**How to complete this task:** Whenever a line in the entries below contains "Preprocessor", copy that line.

(Dataset entries)
*** Begin section ***

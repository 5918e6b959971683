// Form model: sections, fields, requirements, validation and saving
pub mod field;
pub mod form;
pub mod validators;
pub mod value;

pub use field::{Choice, Field, FieldKind, Preprocessor, Requirement};
pub use form::{Callback, CallbackOutcome, Element, ForisForm, Section};
pub use validators::Validator;
pub use value::{bool_value, text_value, FieldValue, FormData, RequestData};
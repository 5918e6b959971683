use askama::Template;

use crate::forms::FieldKind;

#[derive(Clone, Copy, Debug, PartialEq, Eq)]
pub enum InputKind {
    Text,
    Password,
    Checkbox,
    Dropdown,
    Radio,
    Hidden,
}

impl From<&FieldKind> for InputKind {
    fn from(kind: &FieldKind) -> Self {
        match kind {
            FieldKind::Textbox => InputKind::Text,
            FieldKind::Password => InputKind::Password,
            FieldKind::Checkbox => InputKind::Checkbox,
            FieldKind::Dropdown(_) => InputKind::Dropdown,
            FieldKind::Radio(_) => InputKind::Radio,
            FieldKind::Hidden => InputKind::Hidden,
        }
    }
}

#[derive(Clone, Debug, PartialEq, Eq)]
pub struct ChoiceView {
    pub value: String,
    pub label: String,
    pub selected: bool,
}

/// Title of a form section, shown before its first active field.
#[derive(Clone, Debug, PartialEq, Eq)]
pub struct SectionHeading {
    pub title: String,
    pub description: String,
}

/// Everything the field partial needs to render one input.
#[derive(Clone, Debug, PartialEq, Eq)]
pub struct FieldView {
    pub name: String,
    pub html_id: String,
    pub label: String,
    pub kind: InputKind,
    pub value: String,
    pub checked: bool,
    pub choices: Vec<ChoiceView>,
    pub hint: String,
    pub errors: Vec<String>,
    pub required: bool,
    pub css_class: String,
    /// `data-*` attributes, keys without the prefix.
    pub data_attrs: Vec<(String, String)>,
    /// Sections opened by this field, outermost first.
    pub sections: Vec<SectionHeading>,
}

impl FieldView {
    pub fn new(kind: InputKind, name: impl Into<String>, label: impl Into<String>) -> Self {
        let name = name.into();
        Self {
            html_id: format!("field-{}", name),
            name,
            label: label.into(),
            kind,
            value: String::new(),
            checked: false,
            choices: Vec::new(),
            hint: String::new(),
            errors: Vec::new(),
            required: false,
            css_class: String::new(),
            data_attrs: Vec::new(),
            sections: Vec::new(),
        }
    }
}

#[derive(Template)]
#[template(path = "_field.html")]
pub struct FieldTemplate<'a> {
    pub field: &'a FieldView,
}

/// Renders a single field; the form renderer calls it once per active field.
pub trait FieldPartial {
    fn render_field(&self, field: &FieldView) -> askama::Result<String>;
}

/// The `_field` partial.
#[derive(Clone, Copy, Debug, Default)]
pub struct FieldTemplatePartial;

impl FieldPartial for FieldTemplatePartial {
    fn render_field(&self, field: &FieldView) -> askama::Result<String> {
        FieldTemplate { field }.render()
    }
}
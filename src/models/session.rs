use std::collections::HashMap;
use std::time::{Duration, Instant};

use crate::csrf::{generate_token, token_matches};
use crate::models::Message;

pub const DEFAULT_SESSION_TTL: Duration = Duration::from_secs(12 * 60 * 60);
pub const DEFAULT_MAX_SESSIONS: usize = 1024;

#[derive(Debug)]
struct Session {
    csrf_token: String,
    flash: Vec<Message>,
    last_seen: Instant,
}

/// Browser sessions keyed by the `session_id` cookie.
///
/// Sessions expire after `ttl` without use. Starting a session first drops
/// expired ones, then the least recently used while `capacity` is reached.
#[derive(Debug)]
pub struct SessionStore {
    sessions: HashMap<String, Session>,
    ttl: Duration,
    capacity: usize,
}

impl Default for SessionStore {
    fn default() -> Self {
        Self::new(DEFAULT_SESSION_TTL, DEFAULT_MAX_SESSIONS)
    }
}

impl SessionStore {
    pub fn new(ttl: Duration, capacity: usize) -> Self {
        Self { sessions: HashMap::new(), ttl, capacity: capacity.max(1) }
    }

    pub fn len(&self) -> usize {
        self.sessions.len()
    }

    pub fn is_empty(&self) -> bool {
        self.sessions.is_empty()
    }

    /// Whether `sid` names a live session; refreshes it when it does.
    pub fn touch(&mut self, sid: &str, now: Instant) -> bool {
        let expired = match self.sessions.get_mut(sid) {
            None => return false,
            Some(s) if now.saturating_duration_since(s.last_seen) > self.ttl => true,
            Some(s) => {
                s.last_seen = now;
                false
            }
        };
        if expired {
            self.sessions.remove(sid);
        }
        !expired
    }

    /// Starts a session with a fresh CSRF token and returns its id.
    pub fn start(&mut self, now: Instant) -> String {
        self.evict(now);
        let sid = generate_token();
        self.insert(sid.clone(), now);
        sid
    }

    /// CSRF token of `sid`, recreating the session if it was evicted meanwhile.
    pub fn csrf_token(&mut self, sid: &str, now: Instant) -> String {
        if !self.touch(sid, now) {
            self.evict(now);
            self.insert(sid.to_string(), now);
        }
        self.sessions.get(sid).map(|s| s.csrf_token.clone()).unwrap_or_default()
    }

    pub fn token_matches(&mut self, sid: &str, submitted: &str, now: Instant) -> bool {
        self.touch(sid, now) && token_matches(self.sessions.get(sid).map(|s| s.csrf_token.as_str()), submitted)
    }

    /// Queues `message` for the next page shown in `sid`; unknown sessions drop it.
    pub fn push_flash(&mut self, sid: &str, message: Message) {
        if let Some(session) = self.sessions.get_mut(sid) {
            session.flash.push(message);
        }
    }

    pub fn take_flash(&mut self, sid: &str) -> Vec<Message> {
        self.sessions.get_mut(sid).map(|s| std::mem::take(&mut s.flash)).unwrap_or_default()
    }

    fn insert(&mut self, sid: String, now: Instant) {
        self.sessions.insert(sid, Session { csrf_token: generate_token(), flash: Vec::new(), last_seen: now });
    }

    fn evict(&mut self, now: Instant) {
        let ttl = self.ttl;
        self.sessions.retain(|_, s| now.saturating_duration_since(s.last_seen) <= ttl);
        while self.sessions.len() >= self.capacity {
            let oldest = self.sessions.iter().min_by_key(|(_, s)| s.last_seen).map(|(sid, _)| sid.clone());
            match oldest {
                Some(sid) => {
                    self.sessions.remove(&sid);
                }
                None => break,
            }
        }
    }
}
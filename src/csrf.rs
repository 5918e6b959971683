use rand::Rng;

/// Random 32-byte hex token, used for both session ids and CSRF tokens.
pub fn generate_token() -> String {
    let bytes: [u8; 32] = rand::thread_rng().gen();
    hex::encode(bytes)
}

/// Constant-time string comparison.
pub fn constant_time_eq(a: &str, b: &str) -> bool {
    if a.len() != b.len() {
        return false;
    }
    a.bytes().zip(b.bytes()).fold(0u8, |acc, (x, y)| acc | (x ^ y)) == 0
}

/// A submitted token is valid only when a token was issued and both match.
pub fn token_matches(issued: Option<&str>, submitted: &str) -> bool {
    match issued {
        Some(expected) if !expected.is_empty() => constant_time_eq(expected, submitted),
        _ => false,
    }
}
use crate::forms::validators::Validator;
use crate::forms::{FieldValue, FormData};

/// A selectable option of a dropdown or radio group.
#[derive(Clone, Debug, PartialEq, Eq)]
pub struct Choice {
    pub value: String,
    pub label: String,
}

impl Choice {
    pub fn new(value: impl Into<String>, label: impl Into<String>) -> Self {
        Self { value: value.into(), label: label.into() }
    }
}

#[derive(Clone, Debug, PartialEq, Eq)]
pub enum FieldKind {
    Textbox,
    Password,
    Checkbox,
    Dropdown(Vec<Choice>),
    Radio(Vec<Choice>),
    Hidden,
}

/// Another field that must be active (and optionally hold `value`)
/// for the owning field to be active.
#[derive(Clone, Debug, PartialEq, Eq)]
pub struct Requirement {
    pub field: String,
    pub value: Option<FieldValue>,
}

/// Converts a raw value read from the configuration store into a field value.
pub type Preprocessor = fn(&str) -> FieldValue;

#[derive(Clone, Debug)]
pub struct Field {
    pub name: String,
    pub kind: FieldKind,
    pub label: String,
    pub required: bool,
    pub config_path: Option<String>,
    pub preproc: Option<Preprocessor>,
    pub default: Option<FieldValue>,
    pub validators: Vec<Validator>,
    pub hint: String,
    pub requirements: Vec<Requirement>,
}

impl Field {
    pub fn new(kind: FieldKind, name: impl Into<String>, label: impl Into<String>) -> Self {
        Self {
            name: name.into(),
            kind,
            label: label.into(),
            required: false,
            config_path: None,
            preproc: None,
            default: None,
            validators: Vec::new(),
            hint: String::new(),
            requirements: Vec::new(),
        }
    }

    pub fn required(mut self) -> Self {
        self.required = true;
        self
    }

    pub fn config_path(mut self, path: impl Into<String>) -> Self {
        self.config_path = Some(path.into());
        self
    }

    pub fn preproc(mut self, f: Preprocessor) -> Self {
        self.preproc = Some(f);
        self
    }

    pub fn default_value(mut self, value: FieldValue) -> Self {
        self.default = Some(value);
        self
    }

    pub fn validator(mut self, validator: Validator) -> Self {
        self.validators.push(validator);
        self
    }

    pub fn hint(mut self, hint: impl Into<String>) -> Self {
        self.hint = hint.into();
        self
    }

    /// Active only while `field` is active.
    pub fn requires(mut self, field: impl Into<String>) -> Self {
        self.requirements.push(Requirement { field: field.into(), value: None });
        self
    }

    /// Active only while `field` is active and equal to `value`.
    pub fn requires_value(mut self, field: impl Into<String>, value: FieldValue) -> Self {
        self.requirements.push(Requirement { field: field.into(), value: Some(value) });
        self
    }

    pub fn is_checkbox(&self) -> bool {
        self.kind == FieldKind::Checkbox
    }

    pub fn is_password(&self) -> bool {
        self.kind == FieldKind::Password
    }

    pub fn choices(&self) -> &[Choice] {
        match &self.kind {
            FieldKind::Dropdown(choices) | FieldKind::Radio(choices) => choices,
            _ => &[],
        }
    }

    /// Dropdowns and radio groups only take one of their declared values.
    pub fn accepts_choice(&self, value: &FieldValue) -> bool {
        let choices = self.choices();
        if choices.is_empty() {
            return true;
        }
        let text = value.to_string();
        choices.iter().any(|c| c.value == text)
    }

    /// Validators to run, with the implicit `NotEmpty` of required fields first.
    pub fn effective_validators(&self) -> Vec<Validator> {
        let mut validators = Vec::with_capacity(self.validators.len() + 1);
        if self.required {
            validators.push(Validator::NotEmpty);
        }
        validators.extend(self.validators.iter().filter(|v| **v != Validator::NotEmpty).cloned());
        validators
    }

    /// Value used when neither the store nor the request provide one.
    pub fn default_or_empty(&self) -> FieldValue {
        match (&self.default, self.is_checkbox()) {
            (Some(v), true) => v.clone().into_checkbox(),
            (Some(v), false) => v.clone(),
            (None, true) => FieldValue::Bool(false),
            (None, false) => FieldValue::text(""),
        }
    }

    pub fn preprocess(&self, raw: &str) -> FieldValue {
        match self.preproc {
            Some(f) => f(raw),
            None if self.is_checkbox() => FieldValue::text(raw).into_checkbox(),
            None => FieldValue::text(raw),
        }
    }

    pub fn has_requirements(&self, data: &FormData) -> bool {
        self.requirements.iter().all(|req| match (data.get(&req.field), &req.value) {
            (None, _) => false,
            (Some(_), None) => true,
            (Some(actual), Some(expected)) => actual == expected,
        })
    }
}
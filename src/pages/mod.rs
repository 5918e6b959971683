use crate::forms::{ForisForm, RequestData};
use crate::i18n::Localizer;
use crate::templates::TrustedMarkup;

pub mod dns;
pub mod lan;
pub mod wan;

pub use dns::DnsPage;
pub use lan::LanPage;
pub use wan::WanPage;

/// A page of the configuration menu.
pub trait ConfigPage: Send + Sync {
    /// URL segment under `/config/`.
    fn slug(&self) -> &'static str;

    /// Untranslated menu and heading title.
    fn title(&self) -> &'static str;

    fn description(&self, trans: &dyn Localizer) -> TrustedMarkup;

    /// Builds the page form; `request_data` is `Some` for submissions.
    fn build_form(&self, trans: &dyn Localizer, request_data: Option<RequestData>) -> ForisForm;
}

/// All configuration pages in menu order.
pub fn registry() -> Vec<Box<dyn ConfigPage>> {
    vec![Box::new(WanPage), Box::new(LanPage), Box::new(DnsPage)]
}
// Page layout
pub mod base_template;
pub use base_template::{ConfigBaseTemplate, NavItem};

// Render inputs shared by the page templates
pub mod context;
pub use context::{ActiveFields, CsrfTokenSource, RequestInfo, TrustedMarkup};

// Configuration form and its partials
pub mod config_form_template;
pub mod field_template;
pub mod messages_template;

pub use config_form_template::{render_config_form, ConfigFormTemplate, FormContext};
pub use field_template::{
    ChoiceView, FieldPartial, FieldTemplate, FieldTemplatePartial, FieldView, InputKind, SectionHeading,
};
pub use messages_template::MessagesTemplate;
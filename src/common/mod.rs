pub mod colors;
pub mod mutation;
pub mod options;
pub mod permissions;
pub mod profile;
pub mod reply;
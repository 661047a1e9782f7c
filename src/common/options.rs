use serenity::all::{ResolvedOption, ResolvedValue, Role, User};

#[derive(Debug, Clone)]
pub struct Options<'a> {
    pub options: Vec<ResolvedOption<'a>>,
}

impl<'a> Options<'a> {
    fn find(&self, name: &str) -> Option<&ResolvedValue<'a>> {
        self.options
            .iter()
            .find(|option| option.name == name)
            .map(|option| &option.value)
    }

    pub fn get_user(&self, name: &str) -> Option<User> {
        match self.find(name) {
            Some(ResolvedValue::User(user, _)) => Some((*user).clone()),
            _ => None,
        }
    }

    pub fn get_role(&self, name: &str) -> Option<Role> {
        match self.find(name) {
            Some(ResolvedValue::Role(role)) => Some((*role).clone()),
            _ => None,
        }
    }

    pub fn get_string(&self, name: &str) -> Option<String> {
        match self.find(name) {
            Some(ResolvedValue::String(string)) => Some((*string).to_string()),
            _ => None,
        }
    }

    pub fn get_integer(&self, name: &str) -> Option<i64> {
        match self.find(name) {
            Some(ResolvedValue::Integer(integer)) => Some(*integer),
            _ => None,
        }
    }
}
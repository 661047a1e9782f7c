use serenity::{
    all::CommandOptionType,
    builder::{CreateCommand, CreateCommandOption},
};

use crate::{
    common::{
        mutation::MemberAction,
        options::Options,
        profile::{profile, roles_field},
    },
    models::{
        command::{Command, CommandContext, CommandContextReply},
        invocation::Invocation,
        member::RoleRef,
        membership::MembershipApi,
        response::{Response, ResponseResult},
    },
};

/// Lists the target's roles, or toggles `role` on the target when given.
pub async fn roles(
    api: &dyn MembershipApi,
    reply: &dyn CommandContextReply,
    invocation: &Invocation,
    role: Option<RoleRef>,
) -> ResponseResult {
    let target = invocation.resolve_target();

    match role {
        None => {
            reply
                .reply(Response::new().embed(profile(target, Some(roles_field(target)))))
                .await
        }
        Some(role) => {
            let action = MemberAction::toggle_role(target, role);
            super::dispatch(api, reply, &invocation.invoker, target, action).await
        }
    }
}

pub struct RolesCommand;

#[async_trait::async_trait]
impl Command for RolesCommand {
    fn name(&self) -> &'static str {
        "roles"
    }

    fn register(&self) -> CreateCommand {
        CreateCommand::new("roles")
            .dm_permission(false)
            .description("Display or modify the user's roles")
            .add_option(
                CreateCommandOption::new(CommandOptionType::User, "user", "The user to view")
                    .required(false),
            )
            .add_option(
                CreateCommandOption::new(
                    CommandOptionType::Role,
                    "role",
                    "The role to add or remove",
                )
                .required(false),
            )
    }

    async fn router(&self, ctx: &CommandContext) -> ResponseResult {
        let options = Options {
            options: ctx.interaction.data.options(),
        };
        let invocation = super::invocation(ctx, &options).await?;
        let role = options.get_role("role").as_ref().map(RoleRef::from);

        roles(&*ctx.ctx.http, ctx, &invocation, role).await
    }
}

*** End section ***

**Response area:**
pub use field::{Choice, Field, FieldKind, Preprocessor, Requirement};
pub type Preprocessor = fn(&str) -> FieldValue;
    pub preproc: Option<Preprocessor>,
    pub fn preproc(mut self, f: Preprocessor) -> Self {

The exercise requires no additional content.